use chrono::{Datelike, NaiveDate};
use log::debug;
use std::collections::HashSet;

use crate::time::calendar::holidaycalendar::HolidayCalendar;
use crate::time::calendar::holidayengine::HolidayEngine;
use crate::time::utility::days_of_year;

/// Holiday engine with every holiday of a year range cached in bitsets.
///
/// The engine is moved in, so its custom holidays are frozen for the
/// lifetime of the cache. Dates outside the range fall back to the engine.
pub struct PrecomputedHolidayCalendar {
    engine: HolidayEngine,
    start_year: i32,
    end_year: i32,
    // 3 × u128 per year, enough for 366 days
    precomputed_bits: Vec<YearBitset>,
}

#[derive(Clone)]
struct YearBitset {
    bits: [u128; 3],
}

impl YearBitset {
    fn new() -> Self {
        YearBitset { bits: [0; 3] }
    }

    /// day_of_year: 0-365, where 0 = Jan 1
    #[inline]
    fn set(&mut self, day_of_year: u32) {
        let block = (day_of_year / 128) as usize;
        let bit = day_of_year % 128;
        if block < 3 {
            self.bits[block] |= 1u128 << bit;
        }
    }

    #[inline]
    fn is_set(&self, day_of_year: u32) -> bool {
        let block = (day_of_year / 128) as usize;
        let bit = day_of_year % 128;
        block < 3 && (self.bits[block] & (1u128 << bit)) != 0
    }

    fn from_engine(engine: &HolidayEngine, year: i32) -> Self {
        let mut bitset = YearBitset::new();
        for date in engine.get_holiday_set(year) {
            bitset.set(date.ordinal0());
        }
        bitset
    }

    fn count_holidays(&self) -> u32 {
        self.bits.iter().map(|b| b.count_ones()).sum()
    }
}

impl PrecomputedHolidayCalendar {
    /// Precomputes years `start_year..=end_year`, limited to the years `NaiveDate`
    /// can represent. An inverted or unrepresentable range caches nothing.
    pub fn new(
        engine: HolidayEngine,
        start_year: i32,
        end_year: i32,
    ) -> PrecomputedHolidayCalendar {
        let start_year = start_year.max(NaiveDate::MIN.year());
        let end_year = end_year.min(NaiveDate::MAX.year());
        let n_years = (end_year as i64 - start_year as i64 + 1).max(0) as usize;
        let mut precomputed_bits = Vec::with_capacity(n_years);

        for year in start_year..=end_year {
            precomputed_bits.push(YearBitset::from_engine(&engine, year));
        }
        debug!("precomputed holidays for {} years from {}", precomputed_bits.len(), start_year);

        PrecomputedHolidayCalendar {
            engine,
            start_year,
            end_year,
            precomputed_bits,
        }
    }

    pub fn engine(&self) -> &HolidayEngine {
        &self.engine
    }

    pub fn start_year(&self) -> i32 {
        self.start_year
    }

    pub fn end_year(&self) -> i32 {
        self.end_year
    }

    pub fn len(&self) -> usize {
        self.precomputed_bits.len()
    }

    pub fn is_empty(&self) -> bool {
        self.precomputed_bits.is_empty()
    }

    pub fn in_precomputation_range(&self, year: i32) -> bool {
        !self.is_empty() && year >= self.start_year && year <= self.end_year
    }

    pub fn stats(&self) -> PrecomputedHolidayStats {
        let total_holidays: u32 = self.precomputed_bits.iter()
            .map(|b| b.count_holidays())
            .sum();

        PrecomputedHolidayStats {
            num_years: self.len(),
            total_holidays,
        }
    }
}

/// Holiday counts over the cached years.
#[derive(Debug, PartialEq)]
pub struct PrecomputedHolidayStats {
    pub num_years: usize,
    pub total_holidays: u32,
}

impl PrecomputedHolidayStats {
    pub fn avg_holidays_per_year(&self) -> f64 {
        if self.num_years == 0 {
            0.0
        } else {
            self.total_holidays as f64 / self.num_years as f64
        }
    }
}

impl std::fmt::Display for PrecomputedHolidayStats {
    fn fmt(&self, f: &mut std::fmt::Formatter<'_>) -> std::fmt::Result {
        write!(
            f,
            "{} holidays cached over {} years ({:.1} per year)",
            self.total_holidays,
            self.num_years,
            self.avg_holidays_per_year()
        )
    }
}

impl HolidayCalendar for PrecomputedHolidayCalendar {
    #[inline]
    fn is_holiday(&self, d: NaiveDate) -> bool {
        if self.in_precomputation_range(d.year()) {
            let index = (d.year() - self.start_year) as usize;
            self.precomputed_bits[index].is_set(d.ordinal0())
        } else {
            self.engine.is_holiday(d)
        }
    }

    fn get_holiday_set(&self, year: i32) -> HashSet<NaiveDate> {
        if !self.in_precomputation_range(year) {
            return self.engine.get_holiday_set(year);
        }

        let bitset = &self.precomputed_bits[(year - self.start_year) as usize];
        (1..=days_of_year(year))
            .filter_map(|ordinal| NaiveDate::from_yo_opt(year, ordinal))
            .filter(|d| bitset.is_set(d.ordinal0()))
            .collect()
    }
}
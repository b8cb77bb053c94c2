use std::collections::HashMap;
use std::fs::File;
use std::io::BufReader;
use std::path::Path;

use log::info;

use super::managererror::{ManagerError, parse_json_value};
use super::namedobject::NamedJsonObject;

/// Named objects built from JSON entries of the form `{"name": ..., ...}`.
pub struct Manager<V> {
    map: HashMap<String, V>,
    get_obj_from_json: fn(serde_json::Value) -> Result<V, ManagerError>
}

impl <V> Manager<V> where
    V: Clone {
    pub fn new(get_obj_from_json: fn(serde_json::Value) -> Result<V, ManagerError>) -> Manager<V> {
        Manager { map: HashMap::new(), get_obj_from_json }
    }

    pub fn get(&self, name: &str) -> Result<V, ManagerError> {
        self.map
            .get(name)
            .cloned()
            .ok_or_else(|| ManagerError::NameNotFoundError(name.to_owned()))
    }

    pub fn insert(&mut self, name: String, v: V) -> Option<V> {
        self.map.insert(name, v)
    }

    pub fn names(&self) -> Vec<&str> {
        let mut names: Vec<&str> = self.map.keys().map(String::as_str).collect();
        names.sort_unstable();
        names
    }

    pub fn len(&self) -> usize {
        self.map.len()
    }

    pub fn is_empty(&self) -> bool {
        self.map.is_empty()
    }

    pub fn insert_obj_from_json(&mut self, json_value: serde_json::Value) -> Result<(), ManagerError> {
        let named_object: NamedJsonObject = parse_json_value(json_value.clone())?;
        let v = (self.get_obj_from_json)(json_value)?;
        info!("loaded '{}'", named_object.name());
        self.insert(named_object.name().to_owned(), v);
        Ok(())
    }

    pub fn insert_obj_from_json_vec(&mut self, json_vec: &[serde_json::Value]) -> Result<(), ManagerError> {
        for j in json_vec.iter() {
            self.insert_obj_from_json(j.clone())?;
        }
        Ok(())
    }

    /// Loads either a single JSON object or an array of them.
    pub fn from_reader(&mut self, file_path: impl AsRef<Path>) -> Result<(), ManagerError> {
        let file = File::open(file_path)?;
        let reader = BufReader::new(file);
        let json_value: serde_json::Value = serde_json::from_reader(reader)?;
        if json_value.is_array() {
            let json_array: Vec<serde_json::Value> = parse_json_value(json_value)?;
            self.insert_obj_from_json_vec(&json_array)
        } else {
            self.insert_obj_from_json(json_value)
        }
    }
}
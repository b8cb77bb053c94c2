use serde::de::DeserializeOwned;
use thiserror::Error;

#[derive(Debug, Error)]
pub enum ManagerError {
    #[error("{0}")]
    IOError(#[from] std::io::Error),
    #[error("{0}")]
    JsonParseError(#[from] serde_json::Error),
    #[error("key '{0}' not found")]
    NameNotFoundError(String),
    #[error("invalid holiday: {0}")]
    InvalidHolidayError(String)
}

pub fn parse_json_value<T>(json_value: serde_json::Value) -> Result<T, ManagerError>
    where T: DeserializeOwned {
    serde_json::from_value(json_value).map_err(ManagerError::JsonParseError)
}
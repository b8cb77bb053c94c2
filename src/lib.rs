pub mod configuration;

pub mod manager {
    pub mod namedobject;
    pub mod managererror;
    pub mod manager;
}

pub mod time {
    pub mod utility;
    pub mod rangeofdates;

    pub mod recurringholiday {
        pub mod recurringholiday;
        pub mod fixeddateholiday;
        pub mod lunarholiday;
    }

    pub mod calendar {
        pub mod holidaycalendar;
        pub mod regionprofile;
        pub mod customholiday;
        pub mod holidayengine;
        pub mod precomputedholidaycalendar;
        pub mod holidaycalendarmanager;
    }
}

ABOUT THIS TASK: All lines above holding the word "crate" make up the answer; copy each one.

RESPONSE BELOW:
use crate::time::calendar::holidaycalendar::HolidayCalendar;
use crate::time::calendar::holidayengine::HolidayEngine;
use crate::time::utility::days_of_year;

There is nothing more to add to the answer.